*** DATA SHOWN Section Begins ***
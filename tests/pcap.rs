//! End-to-end dispatch over generated capture files.

use std::fs::File;
use std::time::Duration;

use pcap_file::pcap::{PcapPacket, PcapWriter};

use luacap::cancel::CancelController;
use luacap::dispatch::{DispatchLoop, Outcome};
use luacap::error::Error;
use luacap::script::{ScriptEnv, ScriptInstance, ScriptPayload, ScriptRegistry};

// Minimal Ethernet/IPv4/TCP frame; enough for BPF classification.
fn tcp_frame() -> Vec<u8> {
    let mut frame = vec![
        0x02, 0x00, 0x00, 0x00, 0x00, 0x01, // dst mac
        0x02, 0x00, 0x00, 0x00, 0x00, 0x02, // src mac
        0x08, 0x00, // ethertype IPv4
    ];
    frame.extend_from_slice(&[
        0x45, 0x00, 0x00, 0x28, // version/ihl, tos, total length 40
        0x00, 0x01, 0x00, 0x00, // id, flags/frag
        0x40, 0x06, 0x00, 0x00, // ttl, proto TCP, checksum
        10, 0, 0, 1, // src ip
        10, 0, 0, 2, // dst ip
    ]);
    frame.extend_from_slice(&[
        0x1f, 0x90, 0x00, 0x50, // ports 8080 -> 80
        0x00, 0x00, 0x00, 0x01, // seq
        0x00, 0x00, 0x00, 0x00, // ack
        0x50, 0x02, 0x20, 0x00, // offset, SYN, window
        0x00, 0x00, 0x00, 0x00, // checksum, urgent
    ]);
    frame
}

fn udp_frame() -> Vec<u8> {
    let mut frame = vec![
        0x02, 0x00, 0x00, 0x00, 0x00, 0x01, // dst mac
        0x02, 0x00, 0x00, 0x00, 0x00, 0x02, // src mac
        0x08, 0x00, // ethertype IPv4
    ];
    frame.extend_from_slice(&[
        0x45, 0x00, 0x00, 0x1c, // version/ihl, tos, total length 28
        0x00, 0x02, 0x00, 0x00, // id, flags/frag
        0x40, 0x11, 0x00, 0x00, // ttl, proto UDP, checksum
        10, 0, 0, 1, // src ip
        10, 0, 0, 2, // dst ip
    ]);
    frame.extend_from_slice(&[
        0x00, 0x35, 0x00, 0x35, // ports 53 -> 53
        0x00, 0x08, 0x00, 0x00, // length, checksum
    ]);
    frame
}

fn write_capture(path: &std::path::Path, frames: &[(Vec<u8>, Duration)]) {
    let mut writer = PcapWriter::new(File::create(path).unwrap()).unwrap();
    for (frame, timestamp) in frames {
        writer
            .write_packet(&PcapPacket::new(*timestamp, frame.len() as u32, frame))
            .unwrap();
    }
}

const RECORDING_SCRIPT: &str = r#"
sources = {}
seen_len = {}
seen_ts = {}
seen_idx = {}
return {
    begin = function(source, linktype)
        sources[#sources + 1] = source .. ":" .. linktype
    end,
    each = function(data, ts, idx)
        seen_len[#seen_len + 1] = #data
        seen_ts[#seen_ts + 1] = ts
        seen_idx[#seen_idx + 1] = idx
    end,
}
"#;

fn run_over(
    captures: &[String],
    filter: Option<&str>,
) -> (luacap::Result<Outcome>, ScriptRegistry) {
    let mut registry = ScriptRegistry::new();
    registry.push(ScriptInstance::new(ScriptPayload::inline(RECORDING_SCRIPT)));
    let env = ScriptEnv::detect(vec![]);
    let mut cancel = CancelController::new();

    let result = DispatchLoop::new(&mut registry, &env, &mut cancel).run(captures, filter);
    (result, registry)
}

#[test]
fn test_capture_file_round_trip() {
    let dir = tempfile::tempdir().unwrap();
    let path = dir.path().join("mixed.pcap");
    write_capture(
        &path,
        &[
            (tcp_frame(), Duration::from_micros(1_500_000)),
            (udp_frame(), Duration::from_micros(2_250_000)),
        ],
    );

    let captures = vec![path.to_str().unwrap().to_string()];
    let (result, registry) = run_over(&captures, None);
    assert_eq!(result.unwrap(), Outcome::Completed);

    let globals = registry.primary().unwrap().lua().globals();
    let sources: Vec<String> = globals.get("sources").unwrap();
    assert_eq!(sources.len(), 1);
    assert!(sources[0].starts_with(path.to_str().unwrap()));

    let seen_len: Vec<i64> = globals.get("seen_len").unwrap();
    assert_eq!(seen_len, [tcp_frame().len() as i64, udp_frame().len() as i64]);

    let seen_idx: Vec<i64> = globals.get("seen_idx").unwrap();
    assert_eq!(seen_idx, [1, 2]);

    let seen_ts: Vec<f64> = globals.get("seen_ts").unwrap();
    assert!((seen_ts[0] - 1.5).abs() < 1e-6);
    assert!((seen_ts[1] - 2.25).abs() < 1e-6);
}

#[test]
fn test_filter_narrows_records() {
    let dir = tempfile::tempdir().unwrap();
    let path = dir.path().join("mixed.pcap");
    write_capture(
        &path,
        &[
            (tcp_frame(), Duration::from_micros(100)),
            (udp_frame(), Duration::from_micros(200)),
            (tcp_frame(), Duration::from_micros(300)),
        ],
    );

    let captures = vec![path.to_str().unwrap().to_string()];
    let (result, registry) = run_over(&captures, Some("tcp"));
    assert_eq!(result.unwrap(), Outcome::Completed);

    let globals = registry.primary().unwrap().lua().globals();
    let seen_idx: Vec<i64> = globals.get("seen_idx").unwrap();
    // Only the two TCP frames pass the filter; numbering follows delivery.
    assert_eq!(seen_idx, [1, 2]);
    let seen_len: Vec<i64> = globals.get("seen_len").unwrap();
    assert_eq!(seen_len, [tcp_frame().len() as i64, tcp_frame().len() as i64]);
}

#[test]
fn test_two_captures_reset_numbering() {
    let dir = tempfile::tempdir().unwrap();
    let first = dir.path().join("first.pcap");
    let second = dir.path().join("second.pcap");
    write_capture(
        &first,
        &[
            (tcp_frame(), Duration::from_micros(100)),
            (tcp_frame(), Duration::from_micros(200)),
        ],
    );
    write_capture(&second, &[(udp_frame(), Duration::from_micros(300))]);

    let captures = vec![
        first.to_str().unwrap().to_string(),
        second.to_str().unwrap().to_string(),
    ];
    let (result, registry) = run_over(&captures, None);
    assert_eq!(result.unwrap(), Outcome::Completed);

    let globals = registry.primary().unwrap().lua().globals();
    let sources: Vec<String> = globals.get("sources").unwrap();
    assert_eq!(sources.len(), 2);
    let seen_idx: Vec<i64> = globals.get("seen_idx").unwrap();
    assert_eq!(seen_idx, [1, 2, 1]);
}

#[test]
fn test_bad_filter_is_fatal() {
    let dir = tempfile::tempdir().unwrap();
    let path = dir.path().join("plain.pcap");
    write_capture(&path, &[(tcp_frame(), Duration::from_micros(100))]);

    let captures = vec![path.to_str().unwrap().to_string()];
    let (result, _) = run_over(&captures, Some("not a valid bpf ((("));
    assert!(matches!(result, Err(Error::Filter { .. })));
}

#[test]
fn test_missing_capture_is_fatal() {
    let captures = vec!["/no/such/file.pcap".to_string()];
    let (result, _) = run_over(&captures, None);
    assert!(matches!(result, Err(Error::CaptureOpen { .. })));
}
//! One embedded interpreter state plus the payload that produced it.

use std::fs;
use std::path::Path;

use mlua::{Function, Lua, RegistryKey, Table, Value};
use tracing::debug;

use crate::error::{Error, Result};
use crate::script::env::ScriptEnv;

/// How a script payload should be interpreted.
#[derive(Debug, Clone, Copy, PartialEq, Eq)]
pub enum PayloadKind {
    /// Literal source code given on the command line.
    Inline,
    /// Path of a script file.
    File,
    /// Name resolved through Lua's module mechanism.
    Module,
}

/// A script payload as requested by the operator.
#[derive(Debug, Clone)]
pub struct ScriptPayload {
    pub kind: PayloadKind,
    pub text: String,
}

impl ScriptPayload {
    pub fn inline(text: impl Into<String>) -> Self {
        Self {
            kind: PayloadKind::Inline,
            text: text.into(),
        }
    }

    pub fn file(path: impl Into<String>) -> Self {
        Self {
            kind: PayloadKind::File,
            text: path.into(),
        }
    }

    pub fn module(name: impl Into<String>) -> Self {
        Self {
            kind: PayloadKind::Module,
            text: name.into(),
        }
    }

    /// Display name, also used as `arg[0]` and in diagnostics.
    pub fn name(&self) -> &str {
        match self.kind {
            PayloadKind::Inline => "(inline)",
            _ => &self.text,
        }
    }
}

/// Where hooks are looked up for one script.
enum Namespace {
    /// The global scope; used when the payload did not return a table.
    Globals,
    /// The table the payload returned, pinned in the interpreter registry.
    Table(RegistryKey),
}

/// One script: an exclusively-owned Lua state, its payload, and the
/// hook-miss cache. The state lives as long as the instance and is released
/// on drop, on every exit path.
pub struct ScriptInstance {
    lua: Lua,
    payload: ScriptPayload,
    namespace: Namespace,
    ready: bool,
    each_missing: bool,
}

impl ScriptInstance {
    /// Allocate a fresh interpreter for `payload` without evaluating it.
    pub fn new(payload: ScriptPayload) -> Self {
        Self {
            lua: Lua::new(),
            payload,
            namespace: Namespace::Globals,
            ready: false,
            each_missing: false,
        }
    }

    pub fn payload(&self) -> &ScriptPayload {
        &self.payload
    }

    pub fn name(&self) -> &str {
        self.payload.name()
    }

    /// True once the payload has been evaluated.
    pub fn is_ready(&self) -> bool {
        self.ready
    }

    /// True once `each` was found missing; the instance is then excluded
    /// from all further `each` dispatch for the rest of the run.
    pub fn each_missing(&self) -> bool {
        self.each_missing
    }

    pub fn mark_each_missing(&mut self) {
        debug!(script = %self.name(), "no 'each' method, excluding from record dispatch");
        self.each_missing = true;
    }

    /// The underlying interpreter. Exclusively owned by this instance; the
    /// borrow never outlives it.
    pub fn lua(&self) -> &Lua {
        &self.lua
    }

    /// Inject the values the script may read: the `arg` vector (0-indexed,
    /// `arg[0]` is the payload's own name) and the `luacap` table with
    /// `version`, `platform` and `output`. Must run before `evaluate`.
    pub fn prepare(&mut self, env: &ScriptEnv) -> Result<()> {
        self.inject(env)
            .map_err(|e| Error::evaluation(self.payload.name(), e))
    }

    fn inject(&self, env: &ScriptEnv) -> mlua::Result<()> {
        let globals = self.lua.globals();

        let arg = self.lua.create_table()?;
        arg.set(0, self.payload.name())?;
        for (i, value) in env.args.iter().enumerate() {
            arg.set(i as i64 + 1, value.as_str())?;
        }
        globals.set("arg", arg)?;

        let host = self.lua.create_table()?;
        host.set("version", env.version.as_str())?;
        host.set("platform", env.platform.as_str())?;
        host.set("output", env.output.as_str())?;
        globals.set("luacap", host)?;

        Ok(())
    }

    /// Run the payload, exactly once. A file payload whose path does not
    /// name a readable file falls back to module resolution. If evaluation
    /// yields a table, that table becomes the namespace hooks are looked up
    /// in; otherwise the global scope is.
    pub fn evaluate(&mut self) -> Result<()> {
        let result = match self.payload.kind {
            PayloadKind::Inline => self
                .lua
                .load(self.payload.text.as_str())
                .set_name("=(inline)")
                .eval::<Value>(),
            PayloadKind::File => {
                let path = Path::new(&self.payload.text);
                if path.is_file() {
                    match fs::read_to_string(path) {
                        Ok(source) => self
                            .lua
                            .load(source)
                            .set_name(format!("@{}", self.payload.text))
                            .eval::<Value>(),
                        Err(e) => {
                            return Err(Error::Evaluation {
                                name: self.payload.text.clone(),
                                message: e.to_string(),
                            })
                        }
                    }
                } else {
                    debug!(
                        payload = %self.payload.text,
                        "not a file, resolving as module name"
                    );
                    self.require_module()
                }
            }
            PayloadKind::Module => self.require_module(),
        };

        let value = result.map_err(|e| Error::evaluation(self.payload.name(), e))?;

        if let Value::Table(table) = value {
            let key = self
                .lua
                .create_registry_value(table)
                .map_err(|e| Error::evaluation(self.payload.name(), e))?;
            self.namespace = Namespace::Table(key);
        } else {
            self.namespace = Namespace::Globals;
        }

        self.ready = true;
        Ok(())
    }

    fn require_module(&self) -> mlua::Result<Value> {
        let require: Function = self.lua.globals().get("require")?;
        require.call::<Value>(self.payload.text.as_str())
    }

    /// The table hooks are searched in.
    pub fn namespace(&self) -> Result<Table> {
        match &self.namespace {
            Namespace::Globals => Ok(self.lua.globals()),
            Namespace::Table(key) => self
                .lua
                .registry_value::<Table>(key)
                .map_err(|e| Error::evaluation(self.payload.name(), e)),
        }
    }

    /// Discard in-flight evaluation state after a cancelled dispatch.
    ///
    /// Protected calls unwind stack-balanced, so this only has to collect
    /// whatever transient values the aborted iteration left behind.
    pub fn unwind(&self) {
        if let Err(e) = self.lua.gc_collect() {
            debug!(script = %self.name(), error = %e, "collect after unwind failed");
        }
    }
}
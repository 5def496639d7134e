//! Script runtime: interpreter instances, the ordered registry, hook
//! lookup/invocation and the values injected into every script.
//!
//! - `ScriptInstance`: one embedded Lua state plus its payload
//! - `ScriptRegistry`: insertion-ordered collection, owns the instances
//! - `hooks`: discovery and invocation of the well-known hook functions
//! - `ScriptEnv`: argument vector and host identifiers scripts may read

pub mod env;
pub mod hooks;
mod instance;
mod registry;

pub use env::ScriptEnv;
pub use hooks::HookArg;
pub use instance::{PayloadKind, ScriptInstance, ScriptPayload};
pub use registry::ScriptRegistry;
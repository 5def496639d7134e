//! Error taxonomy for the capture/script pipeline.
//!
//! Every variant is fatal for the run: there is no retry or local recovery
//! anywhere, only cleanup. Script teardown still happens on the failure path
//! because instances release their interpreter on drop.

use thiserror::Error;

#[derive(Debug, Error)]
pub enum Error {
    #[error("cannot allocate interpreter memory: {0}")]
    Allocation(String),

    #[error("cannot load script {name}: {message}")]
    Evaluation { name: String, message: String },

    #[error("cannot execute '{hook}' method: {message}")]
    Hook { hook: String, message: String },

    #[error("interpreter stack overflow")]
    StackOverflow,

    #[error("cannot open capture '{path}': {message}")]
    CaptureOpen { path: String, message: String },

    #[error("cannot apply filter to capture '{path}': {message}")]
    Filter { path: String, message: String },

    #[error("reading a record from capture '{path}' failed: {message}")]
    CaptureRead { path: String, message: String },

    #[error("cannot install signal handler: {0}")]
    SignalInstall(std::io::Error),

    #[error("io error: {0}")]
    Io(#[from] std::io::Error),
}

impl Error {
    /// Map an engine failure raised while loading or preparing a script.
    ///
    /// Memory and stack exhaustion keep their own variants; everything else
    /// is an evaluation failure carrying the engine's diagnostic text.
    pub(crate) fn evaluation(script: &str, err: mlua::Error) -> Self {
        match err {
            mlua::Error::MemoryError(message) => Error::Allocation(message),
            mlua::Error::StackError => Error::StackOverflow,
            other => Error::Evaluation {
                name: script.to_string(),
                message: other.to_string(),
            },
        }
    }

    /// Map an engine failure raised while looking up or calling a hook.
    pub(crate) fn hook(hook: &str, err: mlua::Error) -> Self {
        match err {
            mlua::Error::MemoryError(message) => Error::Allocation(message),
            mlua::Error::StackError => Error::StackOverflow,
            other => Error::Hook {
                hook: hook.to_string(),
                message: other.to_string(),
            },
        }
    }
}

pub type Result<T> = std::result::Result<T, Error>;
//! Record sources.
//!
//! A record source supplies an ordered, finite sequence of timestamped byte
//! records. The only production implementation reads capture files through
//! libpcap; `MemorySource` feeds synthetic records to tests.

use std::path::Path;

use pcap::{Capture, Offline};

use crate::error::{Error, Result};

/// One captured record: raw bytes and the capture timestamp in fractional
/// seconds.
#[derive(Debug, Clone, PartialEq)]
pub struct Record {
    pub data: Vec<u8>,
    pub timestamp: f64,
}

/// An ordered, finite stream of records.
pub trait RecordSource {
    /// Identifier handed to `begin` (the file path, or `-` for stdin).
    fn name(&self) -> &str;

    /// Link-layer type name handed to `begin`.
    fn link_type(&self) -> String;

    /// Next record in source order; `None` on end of stream. Read failures
    /// are fatal for the run.
    fn next_record(&mut self) -> Result<Option<Record>>;
}

/// Offline capture file (or stdin via `-`) read through libpcap.
pub struct PcapFileSource {
    name: String,
    capture: Capture<Offline>,
}

impl std::fmt::Debug for PcapFileSource {
    fn fmt(&self, f: &mut std::fmt::Formatter<'_>) -> std::fmt::Result {
        f.debug_struct("PcapFileSource")
            .field("name", &self.name)
            .finish_non_exhaustive()
    }
}

impl PcapFileSource {
    /// Open a capture file. A filter expression, when given, is compiled and
    /// applied before the first record is read; any failure is fatal.
    pub fn open(path: &str, filter: Option<&str>) -> Result<Self> {
        let mut capture = Capture::from_file(Path::new(path)).map_err(|e| Error::CaptureOpen {
            path: path.to_string(),
            message: e.to_string(),
        })?;

        if let Some(expr) = filter {
            capture.filter(expr, true).map_err(|e| Error::Filter {
                path: path.to_string(),
                message: e.to_string(),
            })?;
        }

        Ok(Self {
            name: path.to_string(),
            capture,
        })
    }
}

impl RecordSource for PcapFileSource {
    fn name(&self) -> &str {
        &self.name
    }

    fn link_type(&self) -> String {
        let link = self.capture.get_datalink();
        link.get_name().unwrap_or_else(|_| format!("DLT{}", link.0))
    }

    fn next_record(&mut self) -> Result<Option<Record>> {
        match self.capture.next_packet() {
            Ok(packet) => {
                let ts = &packet.header.ts;
                let timestamp = ts.tv_sec as f64 + ts.tv_usec as f64 / 1_000_000.0;
                Ok(Some(Record {
                    data: packet.data.to_vec(),
                    timestamp,
                }))
            }
            Err(pcap::Error::NoMorePackets) => Ok(None),
            Err(e) => Err(Error::CaptureRead {
                path: self.name.clone(),
                message: e.to_string(),
            }),
        }
    }
}

/// In-memory record source for tests.
pub struct MemorySource {
    name: String,
    link: String,
    records: std::vec::IntoIter<Record>,
}

impl MemorySource {
    pub fn new(name: &str, link: &str, records: Vec<Record>) -> Self {
        Self {
            name: name.to_string(),
            link: link.to_string(),
            records: records.into_iter(),
        }
    }
}

impl RecordSource for MemorySource {
    fn name(&self) -> &str {
        &self.name
    }

    fn link_type(&self) -> String {
        self.link.clone()
    }

    fn next_record(&mut self) -> Result<Option<Record>> {
        Ok(self.records.next())
    }
}
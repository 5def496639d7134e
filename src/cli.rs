use clap::error::ErrorKind;
use clap::{ArgAction, ArgMatches, CommandFactory, FromArgMatches, Parser};

use luacap::script::ScriptPayload;

#[derive(Parser, Debug)]
#[command(name = "luacap")]
#[command(author, version, about = "Run Lua scripts over packet capture files")]
pub struct Cli {
    /// Load a script from inline Lua source (repeatable)
    #[arg(short = 'e', long = "source", value_name = "CODE", action = ArgAction::Append)]
    pub source: Vec<String>,

    /// Load a script from a Lua file, or a module name when no such file
    /// exists (repeatable)
    #[arg(short = 'f', long = "file", value_name = "PATH", action = ArgAction::Append)]
    pub file: Vec<String>,

    /// BPF filter expression applied to every capture
    #[arg(short = 'F', long = "filter", value_name = "EXPR")]
    pub filter: Option<String>,

    /// Enable debug logging
    #[arg(short, long)]
    pub debug: bool,

    /// Capture files to read ('-' reads from standard input)
    #[arg(value_name = "CAPTURE", required = true)]
    pub captures: Vec<String>,

    /// Arguments passed through to scripts as arg[1..]
    #[arg(last = true, value_name = "ARGS")]
    pub script_args: Vec<String>,
}

impl Cli {
    /// Parse the command line, keeping the interleaved order of `-e` and
    /// `-f` occurrences; scripts run in the order they were requested.
    pub fn parse_with_scripts() -> (Self, Vec<ScriptPayload>) {
        let matches = Self::command().get_matches();
        let cli = match Self::from_arg_matches(&matches) {
            Ok(cli) => cli,
            Err(e) => e.exit(),
        };

        let payloads = ordered_payloads(&matches);
        if payloads.is_empty() {
            Self::command()
                .error(
                    ErrorKind::MissingRequiredArgument,
                    "no scripts specified; use -e/--source or -f/--file",
                )
                .exit();
        }

        (cli, payloads)
    }
}

fn ordered_payloads(matches: &ArgMatches) -> Vec<ScriptPayload> {
    let mut entries: Vec<(usize, ScriptPayload)> = Vec::new();

    if let (Some(indices), Some(values)) = (
        matches.indices_of("source"),
        matches.get_many::<String>("source"),
    ) {
        for (index, code) in indices.zip(values) {
            entries.push((index, ScriptPayload::inline(code.clone())));
        }
    }

    if let (Some(indices), Some(values)) = (
        matches.indices_of("file"),
        matches.get_many::<String>("file"),
    ) {
        for (index, path) in indices.zip(values) {
            entries.push((index, ScriptPayload::file(path.clone())));
        }
    }

    entries.sort_by_key(|(index, _)| *index);
    entries.into_iter().map(|(_, payload)| payload).collect()
}
//! Test Utilities Crate
//!
//! Provides shared test infrastructure, fixtures, and helpers for the
//! ISP back-office test suite.
//!
//! # Modules
//!
//! - `fixtures`: Deterministic test data for common entities
//! - `builders`: Builder patterns for constructing domain entities
//! - `database`: Database test helpers and container management
//! - `assertions`: Custom assertion helpers for domain types
//! - `generators`: Property-based test data generators

pub mod fixtures;
pub mod builders;
pub mod database;
pub mod assertions;
pub mod generators;

pub use fixtures::*;
pub use builders::*;
pub use database::*;
pub use assertions::*;
pub use generators::*;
*** DATA SHOWN Section Ends ***
• _EXERCISE REQUIREMENTS_:
Taking the records above, retype every line from the one with "Inject the values" down to the one with "fn inject(&self, env: &ScriptEnv)", exactly and with nothing else.

• _RESPONSE TO THE TASK_:
    /// Inject the values the script may read: the `arg` vector (0-indexed,
    /// `arg[0]` is the payload's own name) and the `luacap` table with
    /// `version`, `platform` and `output`. Must run before `evaluate`.
    pub fn prepare(&mut self, env: &ScriptEnv) -> Result<()> {
        self.inject(env)
            .map_err(|e| Error::evaluation(self.payload.name(), e))
    }

    fn inject(&self, env: &ScriptEnv) -> mlua::Result<()> {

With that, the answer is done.